Exercise objective
Only the lines from the one containing "(!page_id.is_empty() && ad.page_id" to the end of the records should be given again, word for word and in full.

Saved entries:
○ ○ ○ ○ ○ ○ ○

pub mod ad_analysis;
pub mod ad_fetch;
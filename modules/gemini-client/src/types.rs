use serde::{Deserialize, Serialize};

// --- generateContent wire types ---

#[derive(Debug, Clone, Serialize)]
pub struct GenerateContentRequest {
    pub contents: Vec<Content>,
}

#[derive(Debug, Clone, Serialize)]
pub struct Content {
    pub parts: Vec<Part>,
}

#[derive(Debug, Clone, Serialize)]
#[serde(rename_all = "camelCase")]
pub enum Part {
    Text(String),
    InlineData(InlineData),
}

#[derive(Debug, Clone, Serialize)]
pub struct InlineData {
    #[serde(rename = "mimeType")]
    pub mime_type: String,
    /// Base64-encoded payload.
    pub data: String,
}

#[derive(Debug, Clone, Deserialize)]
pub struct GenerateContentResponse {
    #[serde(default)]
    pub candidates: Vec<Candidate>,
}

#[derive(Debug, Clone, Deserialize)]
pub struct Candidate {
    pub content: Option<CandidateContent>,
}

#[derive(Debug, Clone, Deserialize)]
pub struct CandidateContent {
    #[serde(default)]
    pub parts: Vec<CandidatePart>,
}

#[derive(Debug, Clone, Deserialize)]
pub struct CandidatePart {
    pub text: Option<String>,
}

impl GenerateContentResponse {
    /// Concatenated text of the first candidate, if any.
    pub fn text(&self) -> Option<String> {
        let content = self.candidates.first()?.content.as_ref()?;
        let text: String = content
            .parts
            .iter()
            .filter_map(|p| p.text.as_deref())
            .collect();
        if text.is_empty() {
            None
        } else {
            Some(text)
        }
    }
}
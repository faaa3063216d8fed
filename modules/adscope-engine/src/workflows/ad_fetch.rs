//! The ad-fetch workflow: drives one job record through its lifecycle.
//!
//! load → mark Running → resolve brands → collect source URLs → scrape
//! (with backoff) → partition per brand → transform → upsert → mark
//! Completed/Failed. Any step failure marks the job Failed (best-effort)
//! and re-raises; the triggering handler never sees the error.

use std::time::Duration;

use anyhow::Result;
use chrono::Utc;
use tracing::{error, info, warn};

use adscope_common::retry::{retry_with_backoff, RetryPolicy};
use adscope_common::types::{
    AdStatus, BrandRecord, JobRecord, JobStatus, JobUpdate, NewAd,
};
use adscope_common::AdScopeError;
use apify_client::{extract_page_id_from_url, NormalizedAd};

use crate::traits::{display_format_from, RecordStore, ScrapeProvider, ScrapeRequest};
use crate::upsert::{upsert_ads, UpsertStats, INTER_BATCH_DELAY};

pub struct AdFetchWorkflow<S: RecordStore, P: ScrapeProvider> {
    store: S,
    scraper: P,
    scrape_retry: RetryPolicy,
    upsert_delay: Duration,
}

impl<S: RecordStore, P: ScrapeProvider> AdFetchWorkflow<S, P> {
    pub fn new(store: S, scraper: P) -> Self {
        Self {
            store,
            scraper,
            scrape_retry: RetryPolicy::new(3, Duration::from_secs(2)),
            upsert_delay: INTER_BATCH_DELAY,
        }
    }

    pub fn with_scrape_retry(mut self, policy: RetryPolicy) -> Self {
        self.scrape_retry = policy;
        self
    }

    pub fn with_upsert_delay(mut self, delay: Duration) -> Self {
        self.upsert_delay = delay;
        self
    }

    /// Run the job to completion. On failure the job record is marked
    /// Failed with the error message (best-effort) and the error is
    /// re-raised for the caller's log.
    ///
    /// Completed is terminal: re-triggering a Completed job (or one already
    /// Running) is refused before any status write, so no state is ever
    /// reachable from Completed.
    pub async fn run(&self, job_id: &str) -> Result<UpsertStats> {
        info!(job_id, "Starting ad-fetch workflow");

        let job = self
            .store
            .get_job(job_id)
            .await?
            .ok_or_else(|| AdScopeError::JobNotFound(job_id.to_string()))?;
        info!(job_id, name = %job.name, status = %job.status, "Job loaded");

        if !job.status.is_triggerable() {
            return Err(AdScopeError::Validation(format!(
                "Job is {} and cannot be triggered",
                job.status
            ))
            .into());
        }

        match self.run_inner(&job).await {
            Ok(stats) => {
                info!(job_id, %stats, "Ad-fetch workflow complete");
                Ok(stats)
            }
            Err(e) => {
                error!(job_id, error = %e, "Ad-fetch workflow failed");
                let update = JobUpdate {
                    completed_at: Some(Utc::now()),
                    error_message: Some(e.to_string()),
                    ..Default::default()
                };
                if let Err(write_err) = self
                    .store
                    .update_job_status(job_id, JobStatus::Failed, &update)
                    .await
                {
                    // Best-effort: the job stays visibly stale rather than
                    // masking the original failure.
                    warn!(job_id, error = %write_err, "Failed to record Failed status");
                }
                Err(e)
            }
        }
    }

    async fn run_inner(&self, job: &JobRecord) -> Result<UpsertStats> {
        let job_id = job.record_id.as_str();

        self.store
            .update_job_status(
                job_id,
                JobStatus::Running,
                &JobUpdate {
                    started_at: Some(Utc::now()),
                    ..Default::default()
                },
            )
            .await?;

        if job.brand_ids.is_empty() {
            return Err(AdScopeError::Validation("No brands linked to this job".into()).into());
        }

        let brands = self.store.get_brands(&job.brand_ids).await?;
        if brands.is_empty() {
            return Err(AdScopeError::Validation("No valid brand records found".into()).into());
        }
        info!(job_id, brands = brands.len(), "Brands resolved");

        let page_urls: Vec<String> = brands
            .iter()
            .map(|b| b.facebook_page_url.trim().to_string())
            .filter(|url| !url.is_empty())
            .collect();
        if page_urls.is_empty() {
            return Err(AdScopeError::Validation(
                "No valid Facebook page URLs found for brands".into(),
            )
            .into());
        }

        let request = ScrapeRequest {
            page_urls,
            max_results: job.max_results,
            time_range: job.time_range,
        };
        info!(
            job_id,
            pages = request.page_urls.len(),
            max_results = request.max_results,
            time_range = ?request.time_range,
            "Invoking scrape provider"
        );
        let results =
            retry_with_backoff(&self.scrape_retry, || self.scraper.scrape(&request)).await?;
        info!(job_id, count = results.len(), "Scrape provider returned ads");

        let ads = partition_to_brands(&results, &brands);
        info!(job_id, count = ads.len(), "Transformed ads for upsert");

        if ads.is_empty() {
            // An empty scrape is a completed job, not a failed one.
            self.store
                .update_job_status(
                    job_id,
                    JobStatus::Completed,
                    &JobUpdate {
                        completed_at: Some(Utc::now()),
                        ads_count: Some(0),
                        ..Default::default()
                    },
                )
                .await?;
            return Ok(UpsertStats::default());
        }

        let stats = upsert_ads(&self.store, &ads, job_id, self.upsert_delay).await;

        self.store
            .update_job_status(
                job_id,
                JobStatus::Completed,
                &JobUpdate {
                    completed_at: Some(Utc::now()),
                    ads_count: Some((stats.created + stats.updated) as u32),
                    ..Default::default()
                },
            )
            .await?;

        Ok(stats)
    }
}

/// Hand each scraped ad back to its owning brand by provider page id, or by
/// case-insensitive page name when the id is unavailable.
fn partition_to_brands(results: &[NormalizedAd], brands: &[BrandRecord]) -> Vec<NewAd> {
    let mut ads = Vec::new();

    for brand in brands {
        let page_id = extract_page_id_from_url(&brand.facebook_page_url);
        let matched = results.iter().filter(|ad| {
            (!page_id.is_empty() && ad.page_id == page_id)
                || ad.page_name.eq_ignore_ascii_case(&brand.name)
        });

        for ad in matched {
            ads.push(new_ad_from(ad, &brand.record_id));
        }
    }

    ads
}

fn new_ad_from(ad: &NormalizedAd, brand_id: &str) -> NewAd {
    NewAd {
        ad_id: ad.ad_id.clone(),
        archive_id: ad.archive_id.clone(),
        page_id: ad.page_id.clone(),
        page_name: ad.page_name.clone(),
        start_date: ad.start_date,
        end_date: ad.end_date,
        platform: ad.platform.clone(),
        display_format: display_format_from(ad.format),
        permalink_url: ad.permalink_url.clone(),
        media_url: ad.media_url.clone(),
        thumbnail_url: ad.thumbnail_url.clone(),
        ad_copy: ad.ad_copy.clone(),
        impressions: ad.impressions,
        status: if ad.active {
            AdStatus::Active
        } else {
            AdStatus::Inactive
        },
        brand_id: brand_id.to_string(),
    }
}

○ ○ ○ ○ ○ ○ ○

Solution
            (!page_id.is_empty() && ad.page_id == page_id)
                || ad.page_name.eq_ignore_ascii_case(&brand.name)
        });

        for ad in matched {
            ads.push(new_ad_from(ad, &brand.record_id));
        }
    }

    ads
}

fn new_ad_from(ad: &NormalizedAd, brand_id: &str) -> NewAd {
    NewAd {
        ad_id: ad.ad_id.clone(),
        archive_id: ad.archive_id.clone(),
        page_id: ad.page_id.clone(),
        page_name: ad.page_name.clone(),
        start_date: ad.start_date,
        end_date: ad.end_date,
        platform: ad.platform.clone(),
        display_format: display_format_from(ad.format),
        permalink_url: ad.permalink_url.clone(),
        media_url: ad.media_url.clone(),
        thumbnail_url: ad.thumbnail_url.clone(),
        ad_copy: ad.ad_copy.clone(),
        impressions: ad.impressions,
        status: if ad.active {
            AdStatus::Active
        } else {
            AdStatus::Inactive
        },
        brand_id: brand_id.to_string(),
    }
}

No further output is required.